管得最少的政府——读梭罗(杜课638期)
读梭罗
杜骏飞
1
知道自己知道什么,也知道自己不知道什么,这就是真正的知识。
——梭罗《瓦尔登湖》
杜骏飞:
一个人知道自己知道什么,与知道自己不知道什么,是两种完全不同的知道。前者是对知的发现,后者是对无知的觉醒。
2
我愿我行我素,不愿涂脂抹粉,招摇过市,我也不愿——不愿生活在这个不安的、神经质的、忙乱的、琐细的世纪生活中,宁可或立或坐,沉思着,听任这世纪过去。
——梭罗《 瓦尔登湖》
杜骏飞:
我们的尘世生活是不完善的,你读书愈多,所能得到的孤独感越多。这种孤独感不是感到没有朋友,而是感到人类缺乏真正有意义的生活。
3
我由衷地同意这个警句——“最好的政府是管得最少的政府”。我希望看到这个警句迅速并且系统地得到实施。
——梭罗《论公民的不服从义务》
杜骏飞:
我们都同意这样的警句,哪怕是政府也会同意。但不同的人,同意的理由不同,因此,连管得“较少”的政府都无从定义,自然,管得“最少”的政治也就根本不能真正实行。
4
我认为,我们首先必须做人,其后才是公民。
——梭罗《论公民的不服从义务》
杜骏飞:
像人那样独立生活,像人那样拥有自由意志,这是人的天然属性。人的天然属性,像是树;公民也罢,臣民也罢,人民也罢,终究只像是木材,有些还是定制的家具。
5
我乐于想像国家的最终形式,它将公正地对待所有的人,尊重个人就像尊重邻居一样。
——梭罗《论公民的不服从义务》
杜骏飞:
梭罗连对多数人政治都是不信任的,他认为,多数人统治的政府也不可能基于正义,只不过是拿少数人作为牺牲。如何才能做到梭罗所说,公正地对待所有的人?这不可能依靠法律条文,而只可能依靠良知(conscience),在这一点上,他和王阳明是高度一致的。从这个意义上说,改革国家的元命题是建设社会,建设社会里的真问题是确立良知。在喧闹的此时此刻,我们还谈“良知”,听上去很虚幻吧?听上去很可笑吧?是的——所以,我们要谈下去。
6
有一些真正称得上是英雄、爱国者、殉道者或改革家的人,他们确实用良心为国家服务,因而往往会抵制国家的行径,结果他们通常被国家当作敌人看待。
——梭罗《论公民的不服从义务》
杜骏飞:
人可以成为敌人,但不能成为历史的敌人。
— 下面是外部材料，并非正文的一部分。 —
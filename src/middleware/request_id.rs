use axum::{
    body::Body,
    extract::Request,
    http::{HeaderMap, HeaderValue},
    middleware::Next,
    response::Response,
};
use uuid::Uuid;

pub const REQUEST_ID_HEADER: &str = "x-request-id";

/// Correlates log lines of one UI request with the Catalog API calls it caused
#[derive(Clone, Copy, Debug, PartialEq, Eq)]
pub struct RequestId(pub Uuid);

impl RequestId {
    /// Reuses a well-formed incoming id, otherwise mints one
    pub fn from_headers(headers: &HeaderMap) -> Self {
        headers
            .get(REQUEST_ID_HEADER)
            .and_then(|h| h.to_str().ok())
            .and_then(|s| Uuid::parse_str(s).ok())
            .map(RequestId)
            .unwrap_or_else(|| RequestId(Uuid::new_v4()))
    }
}

impl std::fmt::Display for RequestId {
    fn fmt(&self, f: &mut std::fmt::Formatter<'_>) -> std::fmt::Result {
        write!(f, "{}", self.0)
    }
}

/// Stores the request id in the extensions and echoes it on the response
pub async fn request_id_middleware(mut request: Request, next: Next) -> Response {
    let request_id = RequestId::from_headers(request.headers());
    request.extensions_mut().insert(request_id);

    let mut response = next.run(request).await;

    if let Ok(value) = HeaderValue::from_str(&request_id.to_string()) {
        response.headers_mut().insert(REQUEST_ID_HEADER, value);
    }

    response
}

pub fn make_span_with_request_id(request: &Request<Body>) -> tracing::Span {
    let request_id = request
        .extensions()
        .get::<RequestId>()
        .map(ToString::to_string)
        .unwrap_or_else(|| "unknown".to_string());

    tracing::info_span!(
        "http_request",
        method = %request.method(),
        uri = %request.uri(),
        request_id = %request_id,
    )
}

#[cfg(test)]
mod tests {
    use super::*;

    #[test]
    fn test_incoming_id_is_reused() {
        let id = Uuid::new_v4();
        let mut headers = HeaderMap::new();
        headers.insert(REQUEST_ID_HEADER, HeaderValue::from_str(&id.to_string()).unwrap());

        assert_eq!(RequestId::from_headers(&headers), RequestId(id));
    }

    #[test]
    fn test_malformed_id_is_replaced() {
        let mut headers = HeaderMap::new();
        headers.insert(REQUEST_ID_HEADER, HeaderValue::from_static("not-a-uuid"));

        let generated = RequestId::from_headers(&headers);
        assert_ne!(generated.to_string(), "not-a-uuid");
    }
}
use serde::{Deserialize, Serialize};

pub mod membership;

pub use membership::{CollectionKind, CreateMembership, MembershipEntry, MembershipRecord, MovieRef};

// ============================================================================
// Catalog API Types
// ============================================================================

/// Page envelope used by every list endpoint of the Catalog API
#[derive(Debug, Clone, Serialize, Deserialize)]
pub struct Paginated<T> {
    #[serde(default)]
    pub count: u64,
    /// Absolute URL of the next page, if any
    #[serde(default)]
    pub next: Option<String>,
    #[serde(default)]
    pub previous: Option<String>,
    pub results: Vec<T>,
}

/// A catalog movie
#[derive(Debug, Clone, Serialize, Deserialize, PartialEq)]
pub struct Movie {
    pub id: u64,
    pub title: String,
    #[serde(default)]
    pub synopsis: Option<String>,
    #[serde(default)]
    pub director: Option<String>,
    #[serde(default)]
    pub tagline: Option<String>,
    #[serde(default)]
    pub original_language: Option<String>,
    /// Row of the movie in the backend recommendation index
    #[serde(default)]
    pub movie_index: Option<u64>,
    #[serde(default)]
    pub genres: Vec<String>,
    #[serde(default)]
    pub cast: Vec<String>,
    /// Backend sends the average as a decimal string
    #[serde(default)]
    pub avg_rating: Option<String>,
    #[serde(default, rename = "posterUri")]
    pub poster_uri: Option<String>,
}

#[derive(Debug, Clone, Serialize, Deserialize)]
pub struct LoginCredentials {
    pub email: String,
    pub password: String,
}

#[derive(Debug, Clone, Deserialize)]
pub struct LoginResponse {
    pub auth_token: String,
}

/// Body of `POST /auth/users/`
#[derive(Debug, Clone, Serialize, Deserialize)]
pub struct RegisterUser {
    pub email: String,
    pub username: String,
    pub password: String,
}

/// Account created by registration; inactive until the OTP is verified
#[derive(Debug, Clone, Serialize, Deserialize, PartialEq)]
pub struct RegisteredUser {
    pub email: String,
    pub username: String,
    #[serde(default)]
    pub id: Option<u64>,
}

/// Body of `POST /auth/users/activation/`
#[derive(Debug, Clone, Serialize, Deserialize)]
pub struct ActivationRequest {
    pub otp: String,
    pub email: String,
}

/// Profile of the authenticated user, from `GET /auth/users/me/`
#[derive(Debug, Clone, Serialize, Deserialize, PartialEq)]
pub struct UserProfile {
    pub email: String,
    pub username: String,
    #[serde(default)]
    pub is_verified: bool,
}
人可以背弃一切,但唯独不能背弃正义。国家也是如此,国王也是如此。
7
非正义的法律的确存在。我们究竟是满足于服从它们,还是应当一边努力修改、一边服从它们直至我们成功,或者干脆超越它们?
——梭罗《论公民的不服从义务》
杜骏飞:
首先,我们尝试认识它们,这是我们学习的根本原因。其次,我们尝试改善它们,即使这改善只发生在我们内心。
8
大多数人过着一种平静的绝望生活,他们心中的歌和他们一起埋入坟墓。
——梭罗《瓦尔登湖》
杜骏飞:
我们这个时代最大的问题,其实是没有多少人在意是否绝望,而只在意欢乐。从这个意义上说,他们也许并不能感知绝望,诚如蚁群不能感知渺小和悲凉。自然,他们也不会在意理想。——他们会问:理想是什么?能换金钱吗?能让我欢乐吗?梭罗在《林中生活》中写道:“一种刻板但又潜意识的绝望,甚至被掩饰在人类的所谓游戏和娱乐的下面。”这正是大多数人的生活,他们认为自己是鹭鸶,只以捕鱼为乐,他们认为自己是鱼,只以吃浮游生物过活。许多人埋入坟墓时,他们并不知道,随之埋葬的,是他那一场生命的无数可能。
9
一个人怎么看待自己,决定了此人的命运,指向了他的归宿。我们的展望也这样,当更好的思想注入其中,它便光明起来。不管你的生命多么卑微,你要勇敢地面对生活,不用逃避,更不要用恶语诅咒它。
——梭罗《种子的信念》
杜骏飞:
所以,尝试以“人”的眼光看待自己吧,所以,尝试以“你自己”的眼光看待自己吧,所以,尝试有自己的憧憬吧,最好是有别人不可想象的憧憬。梭罗在《林中生活》中说:“智慧的一个特色,就是做不顾一切的事情。”不顾一切,并不是莽撞冲动,甚至也不仅仅是至情至性,而是一个生命的真正优美的与众不同。
10
社交往往廉价。相聚的时间之短促,来不及使彼此获得任何新的有价值的东西。
——梭罗 《瓦尔登湖》
杜骏飞:
“社交”这个词,与“塑料”这个词之间,是有通感的。我一看到人们假模假式地站在台上台下,做作在桌边,活在宣传里就感到好笑。在这个闪闪发光的镀金时代,塑料自有其价格,只是没有价值——我说的是心灵意义上的价值。
11
文明创造出了宫殿,但要创造出贵族和国王来却并不这么容易。
——梭罗 《瓦尔登湖》
杜骏飞:
我们以为自己创造了高铁,也就有了文明,其实不然。我们以为自己有了财富,也就有了尊重,其实也不然。
12
那些老年人告诉你办不到的事情,你不妨来尝试着做一下,最后发现其实你能做得到。
——梭罗 《瓦尔登湖》
杜骏飞:
这个话题,参见昨天的杜课。我们无法想象下一代的生活,——如果下一代的生活与我们这一代毫无二致,我们会感到更加无法想象。
13
一切存在的事物都可以用通俗的语言轻松而自然地加以表达。
——梭罗 《高兴死了》
杜骏飞:
直到今天,我还做不到。即使是对今天这些思绪,我也不能轻松地表达。